How Strong CTE Teachers Drive School Improvement
Spotlighting promising practices from the 2019 Making Schools Work Conference

Publication By Jahana Martin, Bonnie Compton and Kathy Schadewald, SREBVolume 1, Issue 12March 27, 2020

Newsletter cover Turning around a career and technical education center requires leaders to identify opportunities for growth, establish goals and develop clear strategies to meet those goals.
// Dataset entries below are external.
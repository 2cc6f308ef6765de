// mcbranch: Minecraft server branch helper
//
// SPDX-FileCopyrightText: 2026 Romeo Ahmed
// SPDX-License-Identifier: GPL-3.0-or-later

//! Global CLI options available for all commands.
//!
//! # Option Precedence
//!
//! ```text
//! --config FILE     ← Additional config files (can repeat)
//! --dir DIR         ← Working tree (default: current directory)
//! --log-level N     ← Console verbosity (0-5)
//! --file-log-level  ← File verbosity (defaults to --log-level)
//! --log-file FILE   ← Enables file logging
//! --no-pause        ← Skip "Press Enter"
//!
//! Precedence: CLI flags > env > --config > mcbranch.toml > defaults
//! ```

use clap::Args;
use std::path::PathBuf;

use crate::config::loader::ConfigLoader;
use crate::error::Result;

/// Global options available for all commands.
#[derive(Debug, Clone, Default, Args)]
pub struct GlobalOptions {
    /// Path to additional TOML configuration file(s).
    /// Can be specified multiple times.
    #[arg(short = 'c', long = "config", value_name = "FILE", action = clap::ArgAction::Append)]
    pub configs: Vec<PathBuf>,

    /// Working tree to operate on instead of the current directory.
    #[arg(short = 'C', long = "dir", value_name = "DIR")]
    pub dir: Option<PathBuf>,

    /// Console log level (0=silent, 1=errors, 2=warnings, 3=info, 4=debug, 5=trace).
    #[arg(short = 'l', long = "log-level", value_name = "LEVEL", value_parser = clap::value_parser!(u8).range(0..=5)
    )]
    pub log_level: Option<u8>,

    /// File log level, overrides --log-level for the log file.
    #[arg(long = "file-log-level", value_name = "LEVEL", value_parser = clap::value_parser!(u8).range(0..=5)
    )]
    pub file_log_level: Option<u8>,

    /// Path to log file.
    #[arg(long = "log-file", value_name = "FILE")]
    pub log_file: Option<PathBuf>,

    /// Does not wait for Enter after reporting a result.
    #[arg(long = "no-pause")]
    pub no_pause: bool,
}

impl GlobalOptions {
    /// Applies command-line options on top of the loaded sources.
    ///
    /// # Errors
    ///
    /// Returns an error if an override cannot be set.
    pub fn apply_overrides(&self, mut loader: ConfigLoader) -> Result<ConfigLoader> {
        if let Some(level) = self.log_level {
            loader = loader.set("global.output_log_level", i64::from(level))?;
        }

        // file_log_level falls back to log_level if not specified
        if let Some(level) = self.file_log_level.or(self.log_level) {
            loader = loader.set("global.file_log_level", i64::from(level))?;
        }

        if let Some(ref path) = self.log_file {
            loader = loader.set("global.log_file", path.display().to_string())?;
        }

        if self.no_pause {
            loader = loader.set("global.pause", false)?;
        }

        Ok(loader)
    }
}
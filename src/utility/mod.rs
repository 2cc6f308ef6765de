// mcbranch: Minecraft server branch helper
//
// SPDX-FileCopyrightText: 2026 Romeo Ahmed
// SPDX-License-Identifier: GPL-3.0-or-later

//! Utility modules.
//!
//! ```text
//! fs
//!   copy:   copy_dir_contents(), move_dir(), remove_entry()
//!   retry:  RetryPolicy, retry_when_busy(), is_busy()
//! ```

pub mod fs;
When Cecil Bonner was principal at Anderson Five Career Campus in Anderson, South Carolina, in 2014-15, students and teachers completed one of SREB’s surveys about school and classroom practices. Bonner found that 100% of surveyed teachers believed they were teaching rigorous material while only 20% of students agreed. “We had to look at some hard, true facts about what students perceive and faculty perceive and figure out a way to bring those perceptions together,” Bonner explains.

Bonner, now assistant executive director of administration at Anderson Institute of Technology, Anderson School District’s new state-of-the-art technology center, and David Pressley, director of Anderson School District’s School to Work program, used survey results to design what they call a Strategic Excellence Educator Development initiative to transform the culture at A5CC, align perceptions and ultimately impact student outcomes. SEED’s four components are growth mindset, shared decision-making, collaboration and SREB’s Teaching to Lead program.

Four Components of A5CC’s Reform

Growth mindset. To equip teachers with a “can-do” attitude that would trickle down to students, school leaders and teachers studied The Growth Mindset Coach, a handbook that gives teachers tools to motivate students to believe in themselves.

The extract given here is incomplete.